## Task instructions:
What you return should match the data below exactly, with every entry reproduced.

--- Records shown Enclosed Below ---

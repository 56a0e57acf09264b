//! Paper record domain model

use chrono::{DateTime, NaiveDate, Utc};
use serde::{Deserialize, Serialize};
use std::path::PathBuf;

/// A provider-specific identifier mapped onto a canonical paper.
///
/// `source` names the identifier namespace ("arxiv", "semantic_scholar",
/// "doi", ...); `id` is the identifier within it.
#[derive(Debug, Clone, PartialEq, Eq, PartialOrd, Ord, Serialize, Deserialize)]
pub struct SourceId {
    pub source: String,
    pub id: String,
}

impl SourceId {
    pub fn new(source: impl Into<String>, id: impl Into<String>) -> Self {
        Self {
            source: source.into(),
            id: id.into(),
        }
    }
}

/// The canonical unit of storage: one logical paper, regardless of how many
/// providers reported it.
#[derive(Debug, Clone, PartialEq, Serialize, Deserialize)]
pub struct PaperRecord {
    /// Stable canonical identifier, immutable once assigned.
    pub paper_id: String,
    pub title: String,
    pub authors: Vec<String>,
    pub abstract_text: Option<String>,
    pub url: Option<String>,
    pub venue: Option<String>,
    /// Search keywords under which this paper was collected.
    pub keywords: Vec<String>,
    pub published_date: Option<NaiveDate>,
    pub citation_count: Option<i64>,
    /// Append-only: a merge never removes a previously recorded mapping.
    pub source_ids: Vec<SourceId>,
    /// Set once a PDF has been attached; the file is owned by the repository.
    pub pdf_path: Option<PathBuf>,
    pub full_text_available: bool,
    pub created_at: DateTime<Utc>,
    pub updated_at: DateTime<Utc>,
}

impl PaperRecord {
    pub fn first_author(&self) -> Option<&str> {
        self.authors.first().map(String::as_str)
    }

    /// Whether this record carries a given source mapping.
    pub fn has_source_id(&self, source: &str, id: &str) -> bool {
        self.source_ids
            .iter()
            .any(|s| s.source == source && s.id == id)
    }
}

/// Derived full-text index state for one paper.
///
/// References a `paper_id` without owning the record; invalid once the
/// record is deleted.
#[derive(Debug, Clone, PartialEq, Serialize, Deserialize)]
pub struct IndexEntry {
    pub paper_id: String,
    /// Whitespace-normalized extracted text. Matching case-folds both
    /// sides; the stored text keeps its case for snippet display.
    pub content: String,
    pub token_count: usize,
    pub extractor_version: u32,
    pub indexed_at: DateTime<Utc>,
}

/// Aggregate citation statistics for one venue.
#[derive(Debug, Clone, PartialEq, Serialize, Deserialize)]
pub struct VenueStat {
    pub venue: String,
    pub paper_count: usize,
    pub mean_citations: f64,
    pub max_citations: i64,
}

--- End of Enclosed Records shown ---

## Exercise result:
repository 56a0e57acf09264b
//! Paper record domain model

use chrono::{DateTime, NaiveDate, Utc};
use serde::{Deserialize, Serialize};
use std::path::PathBuf;

/// A provider-specific identifier mapped onto a canonical paper.
///
/// `source` names the identifier namespace ("arxiv", "semantic_scholar",
/// "doi", ...); `id` is the identifier within it.
#[derive(Debug, Clone, PartialEq, Eq, PartialOrd, Ord, Serialize, Deserialize)]
pub struct SourceId {
    pub source: String,
    pub id: String,
}

impl SourceId {
    pub fn new(source: impl Into<String>, id: impl Into<String>) -> Self {
        Self {
            source: source.into(),
            id: id.into(),
        }
    }
}

/// The canonical unit of storage: one logical paper, regardless of how many
/// providers reported it.
#[derive(Debug, Clone, PartialEq, Serialize, Deserialize)]
pub struct PaperRecord {
    /// Stable canonical identifier, immutable once assigned.
    pub paper_id: String,
    pub title: String,
    pub authors: Vec<String>,
    pub abstract_text: Option<String>,
    pub url: Option<String>,
    pub venue: Option<String>,
    /// Search keywords under which this paper was collected.
    pub keywords: Vec<String>,
    pub published_date: Option<NaiveDate>,
    pub citation_count: Option<i64>,
    /// Append-only: a merge never removes a previously recorded mapping.
    pub source_ids: Vec<SourceId>,
    /// Set once a PDF has been attached; the file is owned by the repository.
    pub pdf_path: Option<PathBuf>,
    pub full_text_available: bool,
    pub created_at: DateTime<Utc>,
    pub updated_at: DateTime<Utc>,
}

impl PaperRecord {
    pub fn first_author(&self) -> Option<&str> {
        self.authors.first().map(String::as_str)
    }

    /// Whether this record carries a given source mapping.
    pub fn has_source_id(&self, source: &str, id: &str) -> bool {
        self.source_ids
            .iter()
            .any(|s| s.source == source && s.id == id)
    }
}

/// Derived full-text index state for one paper.
///
/// References a `paper_id` without owning the record; invalid once the
/// record is deleted.
#[derive(Debug, Clone, PartialEq, Serialize, Deserialize)]
pub struct IndexEntry {
    pub paper_id: String,
    /// Whitespace-normalized extracted text. Matching case-folds both
    /// sides; the stored text keeps its case for snippet display.
    pub content: String,
    pub token_count: usize,
    pub extractor_version: u32,
    pub indexed_at: DateTime<Utc>,
}

/// Aggregate citation statistics for one venue.
#[derive(Debug, Clone, PartialEq, Serialize, Deserialize)]
pub struct VenueStat {
    pub venue: String,
    pub paper_count: usize,
    pub mean_citations: f64,
    pub max_citations: i64,
}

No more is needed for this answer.